Due to the effects of the COVID-19 pandemic on finances, roughly 145 million Americans say they cannot afford another year like 2020, according to WalletHub’s new Coronavirus Money Survey.
In Oklahoma, the pandemic may have packed somewhat less of a blow, according to the survey. In some cases it even presented people with a unique opportunity to save more than normal.
Though the situation in the U.S. has begun to improve and the government has provided multiple stimulus packages, many people are still reeling from the damage done by the pandemic. The nationally representative survey conducted by WalletHub gauged how the coronavirus has affected Americans’ lives and spending habits.
“The COVID-19 pandemic is now the second-biggest stressor in America, with money problems taking first place,” said WalletHub analyst Jill Gonzalez. “The U.S. is rolling out the COVID-19 vaccine and people have gotten used to social distancing measures, which explains why people are worrying a bit less about the pandemic itself. The long-lasting financial consequences caused by COVID-19 are now taking a more prominent position in people’s minds.”

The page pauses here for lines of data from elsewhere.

use crate::project::FsProject;
use anyhow::{Context, Result};
use std::path::{Path, PathBuf};
use tempfile::TempDir;

/// A temporary project directory, removed on drop.
pub struct TestProject {
    temp: TempDir,
}

impl TestProject {
    /// Create an empty project directory.
    ///
    /// # Errors
    ///
    /// Returns an error if the temporary directory cannot be created.
    pub fn new() -> Result<Self> {
        let temp = TempDir::new().context("Failed to create temp project")?;
        Ok(Self { temp })
    }

    /// The project root.
    #[must_use]
    pub fn path(&self) -> &Path {
        self.temp.path()
    }

    /// Absolute path of `relative`.
    #[must_use]
    pub fn join(&self, relative: &str) -> PathBuf {
        self.temp.path().join(relative)
    }

    /// Write a file, creating parent directories.
    ///
    /// # Errors
    ///
    /// Returns an error if the file cannot be written.
    pub fn write(&self, relative: &str, content: &str) -> Result<PathBuf> {
        let path = self.join(relative);
        if let Some(parent) = path.parent() {
            std::fs::create_dir_all(parent)
                .with_context(|| format!("Failed to create {}", parent.display()))?;
        }
        std::fs::write(&path, content).with_context(|| format!("Failed to write {}", path.display()))?;
        Ok(path)
    }

    /// Read a file.
    ///
    /// # Errors
    ///
    /// Returns an error if the file cannot be read.
    pub fn read(&self, relative: &str) -> Result<String> {
        let path = self.join(relative);
        std::fs::read_to_string(&path).with_context(|| format!("Failed to read {}", path.display()))
    }

    /// Whether `relative` exists.
    #[must_use]
    pub fn exists(&self, relative: &str) -> bool {
        self.join(relative).exists()
    }

    /// An [`FsProject`] over this directory with default excludes and lock
    /// files kept inside the temporary directory.
    ///
    /// # Errors
    ///
    /// Returns an error if the default exclude patterns fail to compile.
    pub fn fs_project(&self) -> Result<FsProject> {
        let project = FsProject::new(
            Some(self.path().to_path_buf()),
            &crate::constants::default_exclude_patterns(),
        )?;
        Ok(project.with_locks_dir(self.join(".locks")))
    }
}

On the flip side, the survey found that 61% of Americans have saved more and spent less during the coronavirus pandemic.
Afton Fisher of Oklahoma City is among the 61% who saved more than she bought during the pandemic.
“Coming from a background of instability financially – my mother was always robbing Peter to pay Paul and I was homeless for almost a year as a teenager – having money in the bank is a foreign concept to me,” said Fisher.

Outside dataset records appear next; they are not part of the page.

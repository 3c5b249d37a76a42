//! Create one key.

use super::Workspace;
use crate::fix::{CreateKeyFix, FixExecutor};
use crate::placeholder::KeyPath;
use anyhow::Result;
use clap::Args;
use colored::Colorize;

/// Create a key path in the configuration document.
#[derive(Args)]
pub struct FixCommand {
    /// Dotted key path, e.g. `server.port`
    #[arg(value_name = "KEY")]
    key: String,
}

impl FixCommand {
    pub fn execute(self, workspace: &Workspace) -> Result<bool> {
        let key = KeyPath::parse(&self.key)?;
        let executor = FixExecutor::new(&workspace.project, &workspace.settings);
        let fix = CreateKeyFix::new(key);

        match fix.invoke(&executor) {
            Some(location) => {
                println!(
                    "{}:{}:{}",
                    workspace.display_path(&location.file),
                    location.line,
                    location.column
                );
                Ok(true)
            }
            None => {
                eprintln!(
                    "{}: could not create key '{}': no editable configuration document",
                    "warning".yellow().bold(),
                    fix.key_path()
                );
                Ok(false)
            }
        }
    }
}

“When the last stimulus hit, for the first time ever I was within $2,000 of having $10,000 in my hands.”
Fisher used the money she would normally have spent on gas, car maintenance and child care on items like games, school supplies and desks to make at home learning easier for her children.

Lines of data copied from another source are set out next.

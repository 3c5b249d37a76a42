use predicates::prelude::*;
use yamlbuddy::test_utils::TestProject;

use crate::{CREATED_YAML, MAIN_YAML, yamlbuddy};

#[test]
fn test_fix_creates_document_when_none_exists() {
    let project = TestProject::new().unwrap();

    yamlbuddy(&project)
        .args(["fix", "server.port"])
        .assert()
        .success()
        .stdout(predicate::str::contains("src/main/resources/application.yaml:3:3"));

    assert_eq!(project.read(CREATED_YAML).unwrap(), "# created by YAML Buddy\nserver:\n  port:\n");
}

#[test]
fn test_fix_promotes_scalar() {
    let project = TestProject::new().unwrap();
    project.write(MAIN_YAML, "a:\n  b: 1\n").unwrap();

    yamlbuddy(&project)
        .args(["fix", "a.b.c"])
        .assert()
        .success()
        .stdout(predicate::str::contains("src/main/resources/application.yml:3:5"));

    assert_eq!(project.read(MAIN_YAML).unwrap(), "a:\n  b:\n    c:\n");
}

#[test]
fn test_fix_existing_key_is_a_no_op() {
    let project = TestProject::new().unwrap();
    let original = "x:\n  y: 5 # five\n";
    project.write(MAIN_YAML, original).unwrap();

    yamlbuddy(&project)
        .args(["fix", "x.y"])
        .assert()
        .success()
        .stdout(predicate::str::contains("application.yml:2:3"));

    assert_eq!(project.read(MAIN_YAML).unwrap(), original);
}

#[test]
fn test_fix_twice_is_idempotent() {
    let project = TestProject::new().unwrap();
    project.write(MAIN_YAML, "a: 1\nb: 2\n").unwrap();

    yamlbuddy(&project).args(["fix", "c.d"]).assert().success();
    yamlbuddy(&project).args(["fix", "c.d"]).assert().success();

    assert_eq!(project.read(MAIN_YAML).unwrap(), "a: 1\nb: 2\nc:\n  d:\n");
}

#[test]
fn test_fix_edits_top_ranked_document_only() {
    let project = TestProject::new().unwrap();
    project.write("config/application.yml", "other: 1\n").unwrap();
    project.write("src/test/resources/application.yml", "test: 1\n").unwrap();

    yamlbuddy(&project).args(["fix", "app.name"]).assert().success();

    assert_eq!(project.read("src/test/resources/application.yml").unwrap(), "test: 1\napp:\n  name:\n");
    assert_eq!(project.read("config/application.yml").unwrap(), "other: 1\n");
    assert!(!project.exists(CREATED_YAML));
}

#[test]
fn test_fix_unavailable_exits_with_failure() {
    let project = TestProject::new().unwrap();
    let original = "list:\n  - a\n  - b\n";
    project.write(MAIN_YAML, original).unwrap();

    yamlbuddy(&project)
        .args(["fix", "list.item"])
        .assert()
        .code(1)
        .stderr(predicate::str::contains("could not create key 'list.item'"));

    assert_eq!(project.read(MAIN_YAML).unwrap(), original);
}

#[test]
fn test_fix_rejects_invalid_key() {
    let project = TestProject::new().unwrap();

    yamlbuddy(&project)
        .args(["fix", "a..b"])
        .assert()
        .code(1)
        .stderr(predicate::str::contains("Invalid key path 'a..b'"));

    assert!(!project.exists(CREATED_YAML));
}

#[test]
fn test_fix_keeps_byte_order_mark() {
    let project = TestProject::new().unwrap();
    project.write(MAIN_YAML, "\u{feff}server:\n  port: 8080\n").unwrap();

    yamlbuddy(&project)
        .args(["fix", "server.host"])
        .assert()
        .success()
        .stdout(predicate::str::contains("application.yml:3:3"));

    assert_eq!(project.read(MAIN_YAML).unwrap(), "\u{feff}server:\n  port: 8080\n  host:\n");
}

#[test]
fn test_fix_leaves_flow_mapping_root_untouched() {
    let project = TestProject::new().unwrap();
    let original = "{server: {port: 8080}}\n";
    project.write(MAIN_YAML, original).unwrap();

    yamlbuddy(&project).args(["fix", "server.port"]).assert().success();
    yamlbuddy(&project).args(["fix", "server.host"]).assert().code(1);

    assert_eq!(project.read(MAIN_YAML).unwrap(), original);
}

“With that extra little bit, I was able to really focus on saving. I also started cooking my lunches at home and changed my breakfast habits,” she said. “COVID let me develop better habits overall that resulted in my being more financially secure.”
Adena Alvis Hudson of Moore said she and her husband have saved more than $7,000 since March of last year when the coronovirus reared up. Due to restrictions and worries, the Hudsons stopped eating out or having food delivered, and their weekend trips were put on hold.
“We will be putting in a storm shelter, as well as getting a hot tub in the next year,” Hudson said about the extra money.
Although her husband was unemployed for eight months of the year, he was eligible for unemployment, which is what was able to keep their financial situation afloat.
“We did dip into savings some initially, but when the extra unemployment income came through, we were able to build that back up,” she said. “Without the extra unemployment, we would have been making roughly $20,000 less this year than the previous year. My income also went down in 2020, but it was not COVID-related.”
According to the survey, the number of Americans who list financial concerns as their top worry has increased by 15% over last year. Those worries also have led to more credit card usage, as 29 million more Americans say they will apply for a new credit card this year compared to last year.
“One of the biggest ways that consumers have reacted to the COVID-19 pandemic is by opening more credit card accounts,” said Gonzalez.
The average credit card debt of U.S. families is $6,270, according to the most recent data from the Federal Reserve’s Survey of Consumer Finances. The average debt for individual consumers dropped from $6,194 in 2019 to $5,315 in 2020.
Those balance decreases have generally been attributed to drop-offs in spending during quarantine periods and the ability to pay down balances with economic impact payments and supplemental unemployment money.